Direction-Aware Offline-to-Online Learning in Linear Contextual Bandits
arXiv:2604.24016v2 Announce Type: replace
Abstract: Many bandit systems are deployed with offline historical data, such as past logs from earlier policies. Using these data can reduce early online exploration when they remain informative for the online problem. When the offline and online environments differ, such data can be biased for the online problem. For linear (contextual) bandits, this bias is directional: offline data may be informative in some feature directions and misleading in others. However, prior work typically controls this gap through a known Euclidean bound on the model parameters, which we prove is too coarse: even with the offline parameter known, bias in a single unknown direction can force dimension-dependent regret.
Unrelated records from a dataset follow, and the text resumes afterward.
use crate::domain::{
    Bill as DomainBill, BillAbstract, BillAction, BillDocument, BillIdentifier, BillRecord,
    BillSponsorship, BillTitle, DocumentLink, LegislativeSession, Link, RelatedBill, RelatedEntity,
};
use crate::graphql::pagination::{connection_from_vec, OffsetConnection, PageArgs};
use crate::graphql::schema::{context, GraphQLContext};
use crate::graphql::types::{
    load_bill, load_organization, load_person, load_vote_event, Organization, Person, VoteEvent,
};
use crate::jurisdictions::{bill_url, jid_to_abbr};
use async_graphql::{Context, Object, Result};
use chrono::{DateTime, Utc};
use std::sync::Arc;
use tokio::sync::OnceCell;

/// GraphQL representation of a Bill
#[derive(Clone)]
pub struct Bill {
    pub inner: DomainBill,
    record: Arc<OnceCell<Arc<BillRecord>>>,
}

impl From<DomainBill> for Bill {
    fn from(bill: DomainBill) -> Self {
        Self {
            inner: bill,
            record: Arc::new(OnceCell::new()),
        }
    }
}

async fn load_record(context: &GraphQLContext, id: &str) -> Result<Arc<BillRecord>> {
    context
        .loaders
        .bill_records
        .load_one(id.to_string())
        .await?
        .ok_or_else(|| format!("Bill {id} could not be loaded").into())
}

impl Bill {
    /// Child collections are fetched once per bill, batched across every bill in the response.
    async fn record(&self, ctx: &Context<'_>) -> Result<Arc<BillRecord>> {
        let context = context(ctx)?;
        let record = self
            .record
            .get_or_try_init(|| load_record(context, &self.inner.id))
            .await?;
        Ok(record.clone())
    }
}

#[Object]
impl Bill {
    async fn id(&self) -> &str {
        &self.inner.id
    }

    async fn identifier(&self) -> &str {
        &self.inner.identifier
    }

    async fn title(&self) -> &str {
        &self.inner.title
    }

    async fn classification(&self) -> &[String] {
        &self.inner.classification
    }

    async fn subject(&self) -> &[String] {
        &self.inner.subject
    }

    async fn legislative_session(&self, ctx: &Context<'_>) -> Result<LegislativeSession> {
        let context = context(ctx)?;
        let session = context
            .loaders
            .sessions
            .load_one(self.inner.legislative_session_id)
            .await?
            .ok_or("legislative session not found")?;
        Ok(session)
    }

    async fn from_organization(&self, ctx: &Context<'_>) -> Result<Option<Organization>> {
        load_organization(ctx, Some(&self.inner.from_organization_id)).await
    }

    async fn abstracts(&self, ctx: &Context<'_>) -> Result<Vec<BillAbstract>> {
        Ok(self.record(ctx).await?.abstracts.clone())
    }

    async fn other_titles(&self, ctx: &Context<'_>) -> Result<Vec<BillTitle>> {
        Ok(self.record(ctx).await?.other_titles.clone())
    }

    async fn other_identifiers(&self, ctx: &Context<'_>) -> Result<Vec<BillIdentifier>> {
        Ok(self.record(ctx).await?.other_identifiers.clone())
    }

    async fn actions(&self, ctx: &Context<'_>) -> Result<Vec<BillAction>> {
        Ok(self.record(ctx).await?.actions.clone())
    }

    async fn sponsorships(&self, ctx: &Context<'_>) -> Result<Vec<BillSponsorship>> {
        Ok(self.record(ctx).await?.sponsorships.clone())
    }

    async fn documents(&self, ctx: &Context<'_>) -> Result<Vec<BillDocument>> {
        Ok(self.record(ctx).await?.documents.clone())
    }

    async fn versions(&self, ctx: &Context<'_>) -> Result<Vec<BillDocument>> {
        Ok(self.record(ctx).await?.versions.clone())
    }

    async fn sources(&self, ctx: &Context<'_>) -> Result<Vec<Link>> {
        Ok(self.record(ctx).await?.sources.clone())
    }

    async fn related_bills(&self, ctx: &Context<'_>) -> Result<Vec<RelatedBill>> {
        Ok(self.record(ctx).await?.related_bills.clone())
    }

    /// Vote events taken on this bill, oldest first
    async fn votes(
        &self,
        ctx: &Context<'_>,
        after: Option<String>,
        before: Option<String>,
        first: Option<i32>,
        last: Option<i32>,
    ) -> Result<OffsetConnection<VoteEvent>> {
        let context = context(ctx)?;
        let votes = context
            .loaders
            .votes_by_bill
            .load_one(self.inner.id.clone())
            .await?
            .unwrap_or_default();
        Ok(connection_from_vec(
            votes.into_iter().map(VoteEvent::from).collect(),
            &PageArgs::new(after, before, first, last),
            None,
        )?)
    }

    async fn first_action_date(&self) -> &str {
        &self.inner.first_action_date
    }

    async fn latest_action_date(&self) -> &str {
        &self.inner.latest_action_date
    }

    async fn latest_action_description(&self) -> &str {
        &self.inner.latest_action_description
    }

    async fn latest_passage_date(&self) -> &str {
        &self.inner.latest_passage_date
    }

    /// Free-form source data, as a JSON string
    async fn extras(&self) -> String {
        self.inner.extras.to_string()
    }

    async fn created_at(&self) -> DateTime<Utc> {
        self.inner.created_at
    }

    async fn updated_at(&self) -> DateTime<Utc> {
        self.inner.updated_at
    }

    /// Public page of this bill, e.g. `https://openstates.org/ak/bills/2018/HB1`
    async fn openstates_url(&self, ctx: &Context<'_>) -> Result<String> {
        let context = context(ctx)?;
        let session = context
            .loaders
            .sessions
            .load_one(self.inner.legislative_session_id)
            .await?
            .ok_or("legislative session not found")?;
        let abbr = jid_to_abbr(&session.jurisdiction_id).unwrap_or_default();
        Ok(bill_url(
            &context.site_url,
            &abbr,
            &session.identifier,
            &self.inner.identifier,
        ))
    }
}

#[Object]
impl BillAbstract {
    #[graphql(name = "abstract")]
    async fn abstract_text(&self) -> &str {
        &self.abstract_text
    }

    async fn note(&self) -> &str {
        &self.note
    }

    async fn date(&self) -> &str {
        &self.date
    }
}

#[Object]
impl BillTitle {
    async fn title(&self) -> &str {
        &self.title
    }

    async fn note(&self) -> &str {
        &self.note
    }
}

#[Object]
impl BillIdentifier {
    async fn identifier(&self) -> &str {
        &self.identifier
    }

    async fn scheme(&self) -> &str {
        &self.scheme
    }

    async fn note(&self) -> &str {
        &self.note
    }
}

#[Object]
impl BillAction {
    async fn organization(&self, ctx: &Context<'_>) -> Result<Option<Organization>> {
        load_organization(ctx, Some(&self.organization_id)).await
    }

    async fn description(&self) -> &str {
        &self.description
    }

    async fn date(&self) -> &str {
        &self.date
    }

    async fn classification(&self) -> &[String] {
        &self.classification
    }

    async fn order(&self) -> i64 {
        self.order
    }

    async fn related_entities(&self) -> &[RelatedEntity] {
        &self.related_entities
    }

    /// The vote event recorded against this action, if any
    async fn vote(&self, ctx: &Context<'_>) -> Result<Option<VoteEvent>> {
        load_vote_event(ctx, self.vote_id.as_deref()).await
    }
}

#[Object]
impl RelatedEntity {
    async fn name(&self) -> &str {
        &self.name
    }

    async fn entity_type(&self) -> &str {
        &self.entity_type
    }

    async fn organization(&self, ctx: &Context<'_>) -> Result<Option<Organization>> {
        load_organization(ctx, self.organization_id.as_deref()).await
    }

    async fn person(&self, ctx: &Context<'_>) -> Result<Option<Person>> {
        load_person(ctx, self.person_id.as_deref()).await
    }
}

#[Object]
impl BillSponsorship {
    async fn name(&self) -> &str {
        &self.name
    }

    async fn entity_type(&self) -> &str {
        &self.entity_type
    }

    async fn organization(&self, ctx: &Context<'_>) -> Result<Option<Organization>> {
        load_organization(ctx, self.organization_id.as_deref()).await
    }

    async fn person(&self, ctx: &Context<'_>) -> Result<Option<Person>> {
        load_person(ctx, self.person_id.as_deref()).await
    }

    async fn primary(&self) -> bool {
        self.primary
    }

    async fn classification(&self) -> &str {
        &self.classification
    }
}

#[Object]
impl BillDocument {
    async fn note(&self) -> &str {
        &self.note
    }

    async fn date(&self) -> &str {
        &self.date
    }

    async fn links(&self) -> &[DocumentLink] {
        &self.links
    }
}

#[Object]
impl DocumentLink {
    async fn media_type(&self) -> &str {
        &self.media_type
    }

    async fn url(&self) -> &str {
        &self.url
    }

    async fn text(&self) -> &str {
        &self.text
    }
}

#[Object]
impl RelatedBill {
    async fn identifier(&self) -> &str {
        &self.identifier
    }

    async fn legislative_session(&self) -> &str {
        &self.legislative_session
    }

    async fn relation_type(&self) -> &str {
        &self.relation_type
    }

    async fn related_bill(&self, ctx: &Context<'_>) -> Result<Option<Bill>> {
        load_bill(ctx, self.related_bill_id.as_deref()).await
    }
}
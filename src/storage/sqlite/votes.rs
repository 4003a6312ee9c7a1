use rusqlite::{params, params_from_iter, Connection, Row};
use std::collections::HashMap;

use super::rows::{fmt_ts, json_col, placeholders, to_json, ts_col};
use crate::domain::{Link, PersonVote, VoteCount, VoteEvent, VoteEventRecord};
use crate::error::Result;

const VOTE_COLUMNS: &str = "v.id, v.identifier, v.motion_text, v.motion_classification, \
     v.start_date, v.result, v.organization_id, v.legislative_session_id, v.bill_id, \
     v.bill_action_id, v.created_at, v.updated_at";

fn vote_from_row(row: &Row<'_>) -> rusqlite::Result<VoteEvent> {
    Ok(VoteEvent {
        id: row.get(0)?,
        identifier: row.get(1)?,
        motion_text: row.get(2)?,
        motion_classification: json_col(row, 3)?,
        start_date: row.get(4)?,
        result: row.get(5)?,
        organization_id: row.get(6)?,
        legislative_session_id: row.get(7)?,
        bill_id: row.get(8)?,
        bill_action_id: row.get(9)?,
        created_at: ts_col(row, 10)?,
        updated_at: ts_col(row, 11)?,
    })
}

fn person_vote_from_row(row: &Row<'_>) -> rusqlite::Result<PersonVote> {
    Ok(PersonVote {
        id: row.get(0)?,
        vote_event_id: row.get(1)?,
        option: row.get(2)?,
        voter_name: row.get(3)?,
        voter_id: row.get(4)?,
        note: row.get(5)?,
    })
}

const CHILD_TABLES: [&str; 3] = ["vote_counts", "person_votes", "vote_sources"];

/// Upsert a vote event, replacing its counts, individual votes and sources.
pub(super) fn save_vote_event(conn: &mut Connection, record: &VoteEventRecord) -> Result<()> {
    let tx = conn.transaction()?;
    let vote = &record.vote;
    tx.execute(
        "INSERT INTO vote_events (id, identifier, motion_text, motion_classification, start_date,
             result, organization_id, legislative_session_id, bill_id, bill_action_id,
             created_at, updated_at)
         VALUES (?1, ?2, ?3, ?4, ?5, ?6, ?7, ?8, ?9, ?10, ?11, ?12)
         ON CONFLICT(id) DO UPDATE SET identifier=excluded.identifier,
             motion_text=excluded.motion_text, motion_classification=excluded.motion_classification,
             start_date=excluded.start_date, result=excluded.result,
             organization_id=excluded.organization_id,
             legislative_session_id=excluded.legislative_session_id, bill_id=excluded.bill_id,
             bill_action_id=excluded.bill_action_id, updated_at=excluded.updated_at",
        params![
            vote.id,
            vote.identifier,
            vote.motion_text,
            to_json(&vote.motion_classification)?,
            vote.start_date,
            vote.result,
            vote.organization_id,
            vote.legislative_session_id,
            vote.bill_id,
            vote.bill_action_id,
            fmt_ts(&vote.created_at),
            fmt_ts(&vote.updated_at)
        ],
    )?;

    for table in CHILD_TABLES {
        tx.execute(&format!("DELETE FROM {table} WHERE vote_event_id = ?1"), params![vote.id])?;
    }
    for (pos, count) in record.counts.iter().enumerate() {
        tx.execute(
            "INSERT INTO vote_counts (vote_event_id, position, option, value) VALUES (?1, ?2, ?3, ?4)",
            params![vote.id, pos as i64, count.option, count.value],
        )?;
    }
    for pv in &record.votes {
        tx.execute(
            "INSERT INTO person_votes (vote_event_id, option, voter_name, voter_id, note)
             VALUES (?1, ?2, ?3, ?4, ?5)",
            params![vote.id, pv.option, pv.voter_name, pv.voter_id, pv.note],
        )?;
    }
    for (pos, source) in record.sources.iter().enumerate() {
        tx.execute(
            "INSERT INTO vote_sources (vote_event_id, position, url, note) VALUES (?1, ?2, ?3, ?4)",
            params![vote.id, pos as i64, source.url, source.note],
        )?;
    }
    tx.commit()?;
    Ok(())
}

/// Delete every vote event recorded against a bill. Returns how many went.
pub(super) fn delete_votes_for_bill(conn: &mut Connection, bill_id: &str) -> Result<usize> {
    let tx = conn.transaction()?;
    for table in CHILD_TABLES {
        tx.execute(
            &format!(
                "DELETE FROM {table} WHERE vote_event_id IN (SELECT id FROM vote_events WHERE bill_id = ?1)"
            ),
            params![bill_id],
        )?;
    }
    let removed = tx.execute("DELETE FROM vote_events WHERE bill_id = ?1", params![bill_id])?;
    tx.commit()?;
    Ok(removed)
}

pub(super) fn get_vote_events_by_ids(conn: &Connection, ids: &[String]) -> Result<Vec<VoteEvent>> {
    if ids.is_empty() {
        return Ok(Vec::new());
    }
    let sql = format!(
        "SELECT {VOTE_COLUMNS} FROM vote_events v WHERE v.id IN ({})",
        placeholders(ids.len())
    );
    let mut stmt = conn.prepare(&sql)?;
    let rows = stmt.query_map(params_from_iter(ids.iter()), vote_from_row)?;
    Ok(rows.collect::<rusqlite::Result<Vec<_>>>()?)
}

pub(super) fn get_vote_records(conn: &Connection, ids: &[String]) -> Result<Vec<VoteEventRecord>> {
    let votes = get_vote_events_by_ids(conn, ids)?;
    if votes.is_empty() {
        return Ok(Vec::new());
    }
    let ids: Vec<String> = votes.iter().map(|v| v.id.clone()).collect();
    let marks = placeholders(ids.len());

    let mut counts: HashMap<String, Vec<VoteCount>> = HashMap::new();
    let mut stmt = conn.prepare(&format!(
        "SELECT vote_event_id, option, value FROM vote_counts
         WHERE vote_event_id IN ({marks}) ORDER BY vote_event_id, position"
    ))?;
    let mut rows = stmt.query(params_from_iter(ids.iter()))?;
    while let Some(row) = rows.next()? {
        counts.entry(row.get(0)?).or_default().push(VoteCount {
            option: row.get(1)?,
            value: row.get(2)?,
        });
    }

    let mut person_votes: HashMap<String, Vec<PersonVote>> = HashMap::new();
    let mut stmt = conn.prepare(&format!(
        "SELECT id, vote_event_id, option, voter_name, voter_id, note FROM person_votes
         WHERE vote_event_id IN ({marks}) ORDER BY vote_event_id, id"
    ))?;
    let rows = stmt.query_map(params_from_iter(ids.iter()), person_vote_from_row)?;
    for pv in rows {
        let pv = pv?;
        person_votes.entry(pv.vote_event_id.clone()).or_default().push(pv);
    }

    let mut sources: HashMap<String, Vec<Link>> = HashMap::new();
    let mut stmt = conn.prepare(&format!(
        "SELECT vote_event_id, url, note FROM vote_sources
         WHERE vote_event_id IN ({marks}) ORDER BY vote_event_id, position"
    ))?;
    let mut rows = stmt.query(params_from_iter(ids.iter()))?;
    while let Some(row) = rows.next()? {
        sources.entry(row.get(0)?).or_default().push(Link {
            url: row.get(1)?,
            note: row.get(2)?,
        });
    }

    Ok(votes
        .into_iter()
        .map(|vote| VoteEventRecord {
            counts: counts.remove(&vote.id).unwrap_or_default(),
            votes: person_votes.remove(&vote.id).unwrap_or_default(),
            sources: sources.remove(&vote.id).unwrap_or_default(),
            vote,
        })
        .collect())
}

pub(super) fn count_votes_for_bill(conn: &Connection, bill_id: &str) -> Result<usize> {
    let count: i64 = conn.query_row(
        "SELECT COUNT(*) FROM vote_events WHERE bill_id = ?1",
        params![bill_id],
        |row| row.get(0),
    )?;
    Ok(count as usize)
}

/// A bill's votes, oldest first.
pub(super) fn votes_for_bill(conn: &Connection, bill_id: &str, offset: usize, limit: usize) -> Result<Vec<VoteEvent>> {
    let sql = format!(
        "SELECT {VOTE_COLUMNS} FROM vote_events v WHERE v.bill_id = ?1
         ORDER BY v.start_date, v.id LIMIT ?2 OFFSET ?3"
    );
    let mut stmt = conn.prepare(&sql)?;
    let rows = stmt.query_map(params![bill_id, limit as i64, offset as i64], vote_from_row)?;
    Ok(rows.collect::<rusqlite::Result<Vec<_>>>()?)
}

pub(super) fn votes_for_bills(conn: &Connection, bill_ids: &[String]) -> Result<Vec<VoteEvent>> {
    if bill_ids.is_empty() {
        return Ok(Vec::new());
    }
    let sql = format!(
        "SELECT {VOTE_COLUMNS} FROM vote_events v WHERE v.bill_id IN ({})
         ORDER BY v.bill_id, v.start_date, v.id",
        placeholders(bill_ids.len())
    );
    let mut stmt = conn.prepare(&sql)?;
    let rows = stmt.query_map(params_from_iter(bill_ids.iter()), vote_from_row)?;
    Ok(rows.collect::<rusqlite::Result<Vec<_>>>()?)
}

pub(super) fn count_votes_by_person(conn: &Connection, person_id: &str) -> Result<usize> {
    let count: i64 = conn.query_row(
        "SELECT COUNT(*) FROM person_votes WHERE voter_id = ?1",
        params![person_id],
        |row| row.get(0),
    )?;
    Ok(count as usize)
}

/// A person's individual votes, most recent vote event first.
pub(super) fn votes_by_person(
    conn: &Connection,
    person_id: &str,
    offset: usize,
    limit: usize,
) -> Result<Vec<PersonVote>> {
    let mut stmt = conn.prepare(
        "SELECT pv.id, pv.vote_event_id, pv.option, pv.voter_name, pv.voter_id, pv.note
         FROM person_votes pv JOIN vote_events v ON v.id = pv.vote_event_id
         WHERE pv.voter_id = ?1 ORDER BY v.start_date DESC, pv.id LIMIT ?2 OFFSET ?3",
    )?;
    let rows = stmt.query_map(params![person_id, limit as i64, offset as i64], person_vote_from_row)?;
    Ok(rows.collect::<rusqlite::Result<Vec<_>>>()?)
}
To address this challenge, we introduce a directional bias certificate $(M_{\mathrm{bias}},\rho)$ that measures the offline-to-online gap through an $M_{\mathrm{bias}}$-induced norm and assigns different bias budgets to different directions. Building on this certificate, we propose \emph{Ellipsoidal-MINUCB}, which augments the online learning with an offline-pooled branch that safely exploits historical data. When the certificate is known, we show that the algorithm matches the standard SupLinUCB rate in the worst case and improves when offline coverage aligns with low-bias directions. When the certificate is unknown, we estimate it adaptively from offline and accumulated online data and establish a corresponding regret guarantee. Numerical experiments support the theory and show gains in aligned regimes.